Tek kelimeyle evim bir Wunderkammer [a cabinet of curiosities]. Geyik dişlerinden ve porsuk kafataslarından kuru yosunlara kadar pek çok ilginç şey topluyorum. Çoğunlukla doğa parçalarına ilgi duyuyorum ama aynı zamanda sanat satın almayı da seviyorum ve giderek artan bir el oyması kaşık koleksiyonum var.
Evimin en güzel yanı bahçesidir. Aslında oda olarak düşünmüyorum ama evimin en sevdiğim kısmı burası. Seviyorum çünkü iç mekanlardan farklı olarak, devam eden bir kontrol yok: var ve ben buna eğilimliyim.
En değerli varlığım, uzun zaman önce bir erkek arkadaşının geri getirdiği Romanya’dan elde dövülmüş bir makas. Onları keskinleştirmek zorunda kalmadım ve bir rüya gibi idare ediyorlar.
Evim için alışveriş yapmak için en sevdiğim yer Galler, Machynlleth’deki The Rag and Bone Shop. Neredeyse tüm alışverişlerim oradan geliyor – en son küçük bir dua taburesi aldım.
Şu anda dünyanın en eski bahçecilik kitabı olan Sakuteiki’nin modern bir çevirisini okuyorum. Yaklaşık 1000 yıl önce Japon bahçeciliği hakkında, ama sanki dün yazılmış gibi geliyor. Kintsugi öğrenmek için can atıyorum. Japonların çatlamış çömlekleri altın veya metal cila ile onarma uygulamasıdır – Düzeltmem gereken bir sürü yontma çömlek var!

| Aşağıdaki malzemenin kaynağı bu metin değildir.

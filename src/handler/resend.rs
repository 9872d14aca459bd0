use async_trait::async_trait;
use tracing::debug;

use crate::constants::PROCESSED_PROPERTY;
use crate::error::{HandlerError, HandlerResult};
use crate::handler::{HandlerSession, MessageHandler};
use crate::messaging::message::Message;

/// Terminal handler: republishes a marked copy to the queue the message came from.
///
/// The copy carries `stubber_processed = true`, which the stubber's own consumers
/// filter out, so only the application's consumers ever see it.
#[derive(Debug, Clone, Copy, Default)]
pub struct ResendToOriginHandler;

impl ResendToOriginHandler {
    pub fn new() -> Self {
        Self
    }
}

#[async_trait]
impl MessageHandler for ResendToOriginHandler {
    async fn handle(&self, session: &HandlerSession, message: &Message) -> HandlerResult {
        let origin = message
            .destination()
            .cloned()
            .ok_or_else(|| HandlerError::missing_destination("resend to origin"))?;

        let mut copy = session.copy(message)?;
        copy.set_property(PROCESSED_PROPERTY, true)?;
        copy.set_message_id(None);
        copy.set_destination(None);

        let message_id = session.send(&origin, copy).await?;
        debug!(
            destination = %origin,
            original_id = ?message.message_id(),
            message_id = %message_id,
            "Republished processed copy"
        );
        Ok(())
    }

    fn name(&self) -> &str {
        "resend_to_origin"
    }
}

Şu anda, boş bir günde beni Galler’de, kendi kendine bir kulübe inşa edip meyve ağaçları yetiştirebileceğim bir arsa ararken bulacaksın. Noel için evimi pagan bir şekilde dekore ediyorum. Bu yıl eve biraz yaprak dökmeyen bitki örtüsü ve etrafına çelenk için biraz kutsal veya sarmaşık getireceğim, ama çok daha fazlasını değil. Noel kompostunu yapabilmeyi seviyorum. Ağacı sık sık evdeki yerine ön bahçemde süslüyorum.